# YOUR TASK
Pull each line holding the word "grouped" from the data.

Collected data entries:
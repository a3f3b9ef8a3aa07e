//! # jobflow-scheduler
//!
//! Deferred job registration and a runtime control plane over an external
//! scheduling engine.
//!
//! A host declares its background jobs once, at configuration time. The
//! service validates each declaration, registers its handler with the engine
//! right away, and parks its triggers, grouped by identical trigger text,
//! until the engine reports that its backing store is usable. At that moment
//! the whole batch is applied exactly once, in a fixed order. Afterwards the
//! same service answers ad-hoc requests: run a job now, on an interval, at a
//! point in time, or enable/disable/cancel persisted jobs.
//!
//! ## Example
//!
//! ```ignore
//! use std::sync::Arc;
//! use jobflow_scheduler::{JobService, ServiceConfig};
//! use jobflow_types::{handler, JobDeclaration};
//!
//! let jobs = vec![
//!     JobDeclaration::new("rollup", handler(|_ctx| async { Ok(()) }))
//!         .with_every("0 0 * * * *"),
//!     JobDeclaration::new("welcome-mail", handler(|_ctx| async { Ok(()) }))
//!         .with_schedule("in 5 minutes"),
//! ];
//!
//! let service = JobService::new(engine, ServiceConfig::default(), jobs).await?;
//! service.start().await?;
//!
//! let hnd = service.run_now("rollup", None).await?;
//! ```

mod applier;
mod config;
mod error;
mod pending;
mod service;
mod validate;

pub use config::ServiceConfig;
pub use error::{ControlPlaneError, ServiceError};
pub use service::JobService;
pub use validate::{validate_declaration, DeclarationError};
#[cfg(test)]
mod tests {
    use super::*;
    use chrono::Utc;
    use jobflow_engine::{EngineCall, MockEngine};
    use jobflow_types::{handler, JobOptions};

    fn decl(name: &str) -> JobDeclaration {
        JobDeclaration::new(name, handler(|_ctx| async { Ok(()) }))
    }

    async fn service_with(
        engine: &Arc<MockEngine>,
        jobs: Vec<JobDeclaration>,
    ) -> JobService {
        JobService::new(engine.clone(), ServiceConfig::default(), jobs)
            .await
            .unwrap()
    }

    #[tokio::test(flavor = "multi_thread")]
    async fn test_defines_handlers_in_declaration_order() {
        let engine = Arc::new(MockEngine::new());
        let options = JobOptions {
            concurrency: Some(2),
            ..Default::default()
        };

        let _service = service_with(
            &engine,
            vec![decl("first"), decl("second").with_options(options.clone())],
        )
        .await;

        let calls = engine.calls();
        assert_eq!(
            calls[0],
            EngineCall::DefineHandler {
                name: "first".to_string(),
                options: None,
            }
        );
        assert_eq!(
            calls[1],
            EngineCall::DefineHandler {
                name: "second".to_string(),
                options: Some(options),
            }
        );
    }

    #[tokio::test(flavor = "multi_thread")]
    async fn test_invalid_declaration_is_excluded() {
        let engine = Arc::new(MockEngine::new());

        let service = service_with(
            &engine,
            vec![decl("").with_every("* * * * *"), decl("valid")],
        )
        .await;

        engine.fire_ready();
        service.applied().await;

        let calls = engine.calls();
        // Only the valid declaration reached the engine, and nothing was
        // aggregated for the invalid one.
        assert_eq!(calls.len(), 1);
        assert_eq!(
            calls[0],
            EngineCall::DefineHandler {
                name: "valid".to_string(),
                options: None,
            }
        );
    }

    #[tokio::test(flavor = "multi_thread")]
    async fn test_deferred_schedules_drain_on_ready() {
        let engine = Arc::new(MockEngine::new());
        let at = Utc::now();

        let service = service_with(
            &engine,
            vec![
                decl("mail-welcome").with_schedule("in 1 minute"),
                decl("mail-report").with_schedule(at),
                decl("mail-digest").with_schedule("in 1 minute"),
            ],
        )
        .await;

        // Nothing drains before readiness.
        assert_eq!(engine.calls().len(), 3);

        engine.fire_ready();
        service.applied().await;

        let calls = engine.calls();
        // Absolute point first, then one combined expression call.
        assert_eq!(
            calls[3],
            EngineCall::ScheduleOnce {
                when: ScheduleWhen::At(at),
                names: JobNames::One("mail-report".to_string()),
                data: None,
            }
        );
        assert_eq!(
            calls[4],
            EngineCall::ScheduleOnce {
                when: ScheduleWhen::Expr("in 1 minute".to_string()),
                names: JobNames::Many(vec![
                    "mail-welcome".to_string(),
                    "mail-digest".to_string()
                ]),
                data: None,
            }
        );
        assert_eq!(calls.len(), 5);
    }

    #[tokio::test(flavor = "multi_thread")]
    async fn test_every_groups_share_one_call() {
        let engine = Arc::new(MockEngine::new());

        let service = service_with(
            &engine,
            vec![
                decl("tick").with_every("* * * * *"),
                decl("tock").with_every("* * * * *"),
            ],
        )
        .await;

        engine.fire_ready();
        service.applied().await;

        let calls = engine.calls();
        assert_eq!(
            calls[2],
            EngineCall::ScheduleRecurring {
                interval: "* * * * *".to_string(),
                names: JobNames::Many(vec!["tick".to_string(), "tock".to_string()]),
                data: None,
                options: None,
            }
        );
        assert_eq!(calls.len(), 3);
    }

    #[tokio::test(flavor = "multi_thread")]
    async fn test_duplicate_readiness_signal_is_noop() {
        let engine = Arc::new(MockEngine::new());

        let service = service_with(&engine, vec![decl("tick").with_every("* * * * *")]).await;

        assert!(engine.fire_ready());
        service.applied().await;
        let after_first = engine.calls().len();

        assert!(!engine.fire_ready());
        service.applied().await;
        assert_eq!(engine.calls().len(), after_first);
    }

    #[tokio::test(flavor = "multi_thread")]
    async fn test_run_every_returns_engine_handle() {
        let engine = Arc::new(MockEngine::new());
        let service = service_with(&engine, vec![decl("log")]).await;

        let handle = service
            .run_every(
                "* * * * *",
                "log",
                Some(serde_json::json!({ "test": true })),
                None,
            )
            .await
            .unwrap();

        assert_eq!(handle, engine.handle());
        assert_eq!(
            engine.calls().last().unwrap(),
            &EngineCall::ScheduleRecurring {
                interval: "* * * * *".to_string(),
                names: JobNames::One("log".to_string()),
                data: Some(serde_json::json!({ "test": true })),
                options: None,
            }
        );
    }

    #[tokio::test(flavor = "multi_thread")]
    async fn test_run_every_wraps_engine_rejection() {
        let engine = Arc::new(MockEngine::new());
        engine.fail_with("log", "boom");
        let service = service_with(&engine, vec![decl("log")]).await;

        let err = service.run_every("* * * * *", "log", None, None).await.unwrap_err();

        assert_eq!(err.code(), "RUNEVERY_ERROR");
        assert_eq!(err.message(), "boom");
    }

    #[tokio::test(flavor = "multi_thread")]
    async fn test_run_every_rejects_bad_input_before_engine() {
        let engine = Arc::new(MockEngine::new());
        let service = service_with(&engine, vec![]).await;
        let baseline = engine.calls().len();

        let empty_names = service
            .run_every("* * * * *", Vec::<String>::new(), None, None)
            .await
            .unwrap_err();
        assert_eq!(empty_names.code(), "VALIDATION_ERROR");

        let bad_tz = service
            .run_every(
                "* * * * *",
                "log",
                None,
                Some(RunEveryOptions {
                    timezone: Some("Nowhere/Nothing".to_string()),
                    ..Default::default()
                }),
            )
            .await
            .unwrap_err();
        assert_eq!(bad_tz.code(), "VALIDATION_ERROR");

        assert_eq!(engine.calls().len(), baseline);
    }

    #[tokio::test(flavor = "multi_thread")]
    async fn test_run_at_accepts_expression_date_and_list() {
        let engine = Arc::new(MockEngine::new());
        let service = service_with(&engine, vec![decl("log")]).await;
        let at = Utc::now();

        service
            .run_at("in 1 minute", "log", Some(serde_json::json!({})))
            .await
            .unwrap();
        service.run_at(at, "log", None).await.unwrap();
        service
            .run_at("* * * * *", vec!["log".to_string()], None)
            .await
            .unwrap();

        let calls = engine.calls();
        let n = calls.len();
        assert_eq!(
            calls[n - 3],
            EngineCall::ScheduleOnce {
                when: ScheduleWhen::Expr("in 1 minute".to_string()),
                names: JobNames::One("log".to_string()),
                data: Some(serde_json::json!({})),
            }
        );
        assert_eq!(
            calls[n - 2],
            EngineCall::ScheduleOnce {
                when: ScheduleWhen::At(at),
                names: JobNames::One("log".to_string()),
                data: None,
            }
        );
        assert_eq!(
            calls[n - 1],
            EngineCall::ScheduleOnce {
                when: ScheduleWhen::Expr("* * * * *".to_string()),
                names: JobNames::Many(vec!["log".to_string()]),
                data: None,
            }
        );
    }

    #[tokio::test(flavor = "multi_thread")]
    async fn test_run_at_wraps_engine_rejection() {
        let engine = Arc::new(MockEngine::new());
        engine.fail_with("log", "boom");
        let service = service_with(&engine, vec![decl("log")]).await;

        let err = service.run_at("in 1 minute", "log", None).await.unwrap_err();
        assert_eq!(err.code(), "RUNAT_ERROR");
        assert_eq!(err.message(), "boom");
    }

    #[tokio::test(flavor = "multi_thread")]
    async fn test_run_now() {
        let engine = Arc::new(MockEngine::new());
        let service = service_with(&engine, vec![decl("log")]).await;

        let handle = service.run_now("log", None).await.unwrap();
        assert_eq!(handle, engine.handle());

        engine.fail_with("log", "boom");
        let err = service.run_now("log", None).await.unwrap_err();
        assert_eq!(err.code(), "RUNNOW_ERROR");
        assert_eq!(err.message(), "boom");
    }

    #[tokio::test(flavor = "multi_thread")]
    async fn test_enable_disable_pass_counts_through() {
        let engine = Arc::new(MockEngine::new());
        engine.add_matching_job("known");
        let service = service_with(&engine, vec![]).await;

        assert_eq!(service.disable("known").await.unwrap(), 1);
        assert_eq!(service.disable("unknown").await.unwrap(), 0);
        assert_eq!(service.enable("known").await.unwrap(), 1);
        assert_eq!(service.enable("unknown").await.unwrap(), 0);
    }

    #[tokio::test(flavor = "multi_thread")]
    async fn test_cancel_returns_removed_count() {
        let engine = Arc::new(MockEngine::new());
        engine.add_matching_job("stale");
        let service = service_with(&engine, vec![]).await;

        assert_eq!(service.cancel(JobQuery::by_name("stale")).await.unwrap(), 1);
        assert_eq!(service.cancel(JobQuery::by_name("stale")).await.unwrap(), 0);
    }

    #[tokio::test(flavor = "multi_thread")]
    async fn test_lifecycle_start_stop() {
        let engine = Arc::new(MockEngine::new());
        let service = service_with(&engine, vec![]).await;

        assert!(!service.is_running());
        service.start().await.unwrap();
        assert!(service.is_running());

        let again = service.start().await;
        assert!(matches!(again, Err(ServiceError::AlreadyRunning)));

        service.stop().await.unwrap();
        assert!(!service.is_running());

        let again = service.stop().await;
        assert!(matches!(again, Err(ServiceError::NotRunning)));

        let calls = engine.calls();
        assert!(calls.contains(&EngineCall::Start));
        assert!(calls.contains(&EngineCall::Stop));
    }

    #[tokio::test(flavor = "multi_thread")]
    async fn test_stop_cancels_unfired_drain() {
        let engine = Arc::new(MockEngine::new());
        let service = service_with(
            &engine,
            vec![decl("never-applied").with_every("* * * * *")],
        )
        .await;

        service.start().await.unwrap();
        service.stop().await.unwrap();

        // Readiness never fired, so no trigger registration was issued.
        let calls = engine.calls();
        assert!(!calls
            .iter()
            .any(|call| matches!(call, EngineCall::ScheduleRecurring { .. })));

        // applied() must not hang once the drain is cancelled.
        service.applied().await;
    }
}
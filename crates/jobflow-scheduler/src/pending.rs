//! Pending trigger aggregation.
//!
//! During registration every valid declaration drops its triggers here,
//! grouped by the exact text of the trigger expression. Grouping is literal:
//! no normalization, so expressions differing only in whitespace form
//! distinct groups. Insertion order is preserved within and across groups so
//! the later drain reproduces declaration order.

use chrono::{DateTime, Utc};
use indexmap::IndexMap;

/// Triggers accumulated before the engine is ready.
///
/// Written by the registration phase only, read by the drain only, dead
/// afterwards.
#[derive(Debug, Default)]
pub(crate) struct PendingTriggers {
    /// Recurrence expression -> job names, in declaration order.
    pub(crate) every: IndexMap<String, Vec<String>>,
    /// Absolute one-shot points, in declaration order.
    pub(crate) at_points: Vec<(DateTime<Utc>, String)>,
    /// Schedule expression -> job names. Distinct namespace from `every`:
    /// the same text means a different thing in each.
    pub(crate) at_exprs: IndexMap<String, Vec<String>>,
}

impl PendingTriggers {
    pub(crate) fn new() -> Self {
        Self::default()
    }

    pub(crate) fn add_interval(&mut self, expression: &str, name: &str) {
        self.every
            .entry(expression.to_string())
            .or_default()
            .push(name.to_string());
    }

    pub(crate) fn add_point(&mut self, at: DateTime<Utc>, name: &str) {
        self.at_points.push((at, name.to_string()));
    }

    pub(crate) fn add_expression(&mut self, expression: &str, name: &str) {
        self.at_exprs
            .entry(expression.to_string())
            .or_default()
            .push(name.to_string());
    }

    pub(crate) fn is_empty(&self) -> bool {
        self.every.is_empty() && self.at_points.is_empty() && self.at_exprs.is_empty()
    }
}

# REPLY TO THE EXERCISE
//! right away, and parks its triggers, grouped by identical trigger text,
//! grouped by the exact text of the trigger expression. Grouping is literal:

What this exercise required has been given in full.